Publications: 'GaussianVLM: Scene-centric 3D Vision-Language Models using Language-aligned Gaussian Splats for Embodied Reasoning and Beyond' (arXiv, July 2025); 'ReVLA: Reverting Visual Domain Limitation of Robotic Foundation Models' (ICRA 2025, February 2025); 'Occam’s LGS: An Efficient Approach for Language Gaussian Splatting' (arXiv, December 2024); Patent: X-ray machine learning model based on master's thesis work granted; Conference Presentations: Articulate3D accepted at ICCV 2025; Presented ReVLA at ICRA 2025.
Research Experience
Currently a research scientist at INSAIT, leading a team on various aspects of foundation models for robotic applications covering end-to-end control and embodied scene understanding; during Ph.D. worked on the TRACE project and served as the supervisor for the ETH RoboCup team NomadZ; gained experience at Intel and interned at AWS; involved with the Square Kilometer Array project at Callaghan Innovation New Zealand, working on radio astronomy image reconstruction.
Education
Ph.D. from ETH Zürich in 2024, supervised by Prof. Luc Van Gool and Dr.
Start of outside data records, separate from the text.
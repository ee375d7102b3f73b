use comfy_table::modifiers::UTF8_ROUND_CORNERS;
use comfy_table::presets::UTF8_FULL;
use comfy_table::{Attribute, Cell, CellAlignment, Color, ContentArrangement, Table};
use console::style;
use indicatif::{ProgressBar, ProgressStyle};
use std::time::Duration;

/// Defines different styles for text elements.
pub enum StyleType {
    Title,
    TotalLabel,
    TotalValue,
    Subtle,
}

/// Applies a consistent style to a string.
pub fn style_text(text: &str, style_type: StyleType) -> String {
    let styled = match style_type {
        StyleType::Title => style(text).bold().underlined(),
        StyleType::TotalLabel => style(text).bold(),
        StyleType::TotalValue => style(text).green().bold(),
        StyleType::Subtle => style(text).dim(),
    };
    styled.to_string()
}

/// Creates a new `comfy_table::Table` with standard styling.
pub fn new_styled_table() -> Table {
    let mut table = Table::new();
    table
        .load_preset(UTF8_FULL)
        .apply_modifier(UTF8_ROUND_CORNERS)
        .set_content_arrangement(ContentArrangement::Dynamic);
    table
}

/// Creates a styled header cell for a table.
pub fn header_cell(text: &str) -> Cell {
    Cell::new(text)
        .fg(Color::Cyan)
        .add_attribute(Attribute::Bold)
}

/// Right aligned numeric cell.
pub fn number_cell(text: String) -> Cell {
    Cell::new(text).set_alignment(CellAlignment::Right)
}

/// Creates a cell for displaying percentage change with color coding.
pub fn change_cell(change: f64) -> Cell {
    let text = format!("{change:.2}%");
    let color = if change >= 0.0 {
        Color::Green
    } else {
        Color::Red
    };
    Cell::new(text)
        .fg(color)
        .set_alignment(CellAlignment::Right)
}

/// Creates a cell for "N/A" values.
pub fn na_cell() -> Cell {
    Cell::new("N/A")
        .fg(Color::DarkGrey)
        .set_alignment(CellAlignment::Right)
}

/// Spinner shown while waiting on the network.
pub fn new_spinner(message: &str) -> ProgressBar {
    let spinner = ProgressBar::new_spinner();
    if let Ok(spinner_style) = ProgressStyle::default_spinner().template("{spinner:.green} {msg}")
    {
        spinner.set_style(spinner_style);
    }
    spinner.set_message(message.to_string());
    spinner.enable_steady_tick(Duration::from_millis(100));
    spinner
}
Martin Danelljan; M.Sc. in Advanced Signal Processing and Communications Engineering from FAU Erlangen-Nürnberg with highest distinction, Master's thesis at Johns Hopkins University under Prof. Mathias Unberath.
Background
Research Interests: Robotic foundation models, 3D scene understanding. Professional Field: Efficient use of data in end-to-end algorithms for autonomous robotic systems, moving beyond costly robotic demonstrations.